During the “Singin’ in the Rain” shoot, the trumpeter Sidney Palmer (Jovan Adepo) tells the rising studio executive Manny Torres (Diego Calva) that the camera is pointed in the wrong direction. Soon Sidney and his band are starring in films, until he quits after being asked to don blackface to darken his skin.

Chazelle took inspiration from Black musicians like Louis Armstrong and Duke Ellington, who appeared onscreen in the early sound era. And like Sidney, Armstrong and Ellington contended with degrading scenes. In “A Rhapsody in Black and Blue” (1932), Armstrong performed two numbers “dressed as an African savage in a sparsely cut leopard skin,” Thomas Brothers writes in “Louis Armstrong, Master of Modernism.” In “Check and Double Check” (1930), a film version of the “Amos ’n’ Andy” radio show, lighter-skinned members of Ellington’s band “were ordered by the studio to wear dark makeup for a ballroom scene, a stipulation that was covered as news by the Black papers,” according to Terry Teachout’s biography “Duke: A Life of Duke Ellington.”
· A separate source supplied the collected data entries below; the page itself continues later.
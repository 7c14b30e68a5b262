//! Identity policy: observes everything, changes nothing.

use crate::policy::Policy;

pub struct NoopPolicy;

impl Policy for NoopPolicy {
    fn name(&self) -> &'static str {
        "noop"
    }
}
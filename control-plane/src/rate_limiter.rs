//! Per-key sliding-window rate limiter for the SSE endpoints.

use std::collections::{HashMap, VecDeque};
use std::sync::Mutex;
use std::time::{Duration, Instant};

/// Allows `max_events` per `window` per key. `try_acquire` never blocks.
pub struct RateLimiter {
    max_events: usize,
    window: Duration,
    buckets: Mutex<HashMap<String, VecDeque<Instant>>>,
}

impl RateLimiter {
    pub fn new(max_events: usize, window: Duration) -> Self {
        Self {
            max_events: max_events.max(1),
            window,
            buckets: Mutex::new(HashMap::new()),
        }
    }

    /// Records an event for `key`; returns false when the window is full.
    pub fn try_acquire(&self, key: &str) -> bool {
        let now = Instant::now();
        let mut buckets = self
            .buckets
            .lock()
            .unwrap_or_else(std::sync::PoisonError::into_inner);
        let timestamps = buckets.entry(key.to_string()).or_default();
        while timestamps
            .front()
            .is_some_and(|&t| now.duration_since(t) >= self.window)
        {
            timestamps.pop_front();
        }
        if timestamps.len() >= self.max_events {
            return false;
        }
        timestamps.push_back(now);
        true
    }

    /// Resets all buckets (test utility).
    pub fn clear(&self) {
        self.buckets
            .lock()
            .unwrap_or_else(std::sync::PoisonError::into_inner)
            .clear();
    }
}

#[cfg(test)]
mod tests {
    use super::*;

    #[test]
    fn enforces_window_limit_per_key() {
        let limiter = RateLimiter::new(2, Duration::from_secs(60));
        assert!(limiter.try_acquire("a"));
        assert!(limiter.try_acquire("a"));
        assert!(!limiter.try_acquire("a"));
        // distinct keys get distinct budgets
        assert!(limiter.try_acquire("b"));
    }

    #[test]
    fn window_expiry_frees_slots() {
        let limiter = RateLimiter::new(1, Duration::from_millis(20));
        assert!(limiter.try_acquire("a"));
        assert!(!limiter.try_acquire("a"));
        std::thread::sleep(Duration::from_millis(40));
        assert!(limiter.try_acquire("a"));
    }

    #[test]
    fn clear_resets_budgets() {
        let limiter = RateLimiter::new(1, Duration::from_secs(60));
        assert!(limiter.try_acquire("a"));
        limiter.clear();
        assert!(limiter.try_acquire("a"));
    }
}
Chazelle has cited multiple models for Manny, who eventually becomes an influential player in the early sound era. Those semi-analogues include René Cardona, a Cuban-born director with more than 100 credits, and the cinematographer Enrique Juan Vallejo. But his most interesting choice of model may be Joselito and Roberto Rodríguez, Mexican brothers who went to Hollywood and developed a sound recording system. Manny gets invited to become a studio’s head of sound, and like Joselito, he is an electronics expert.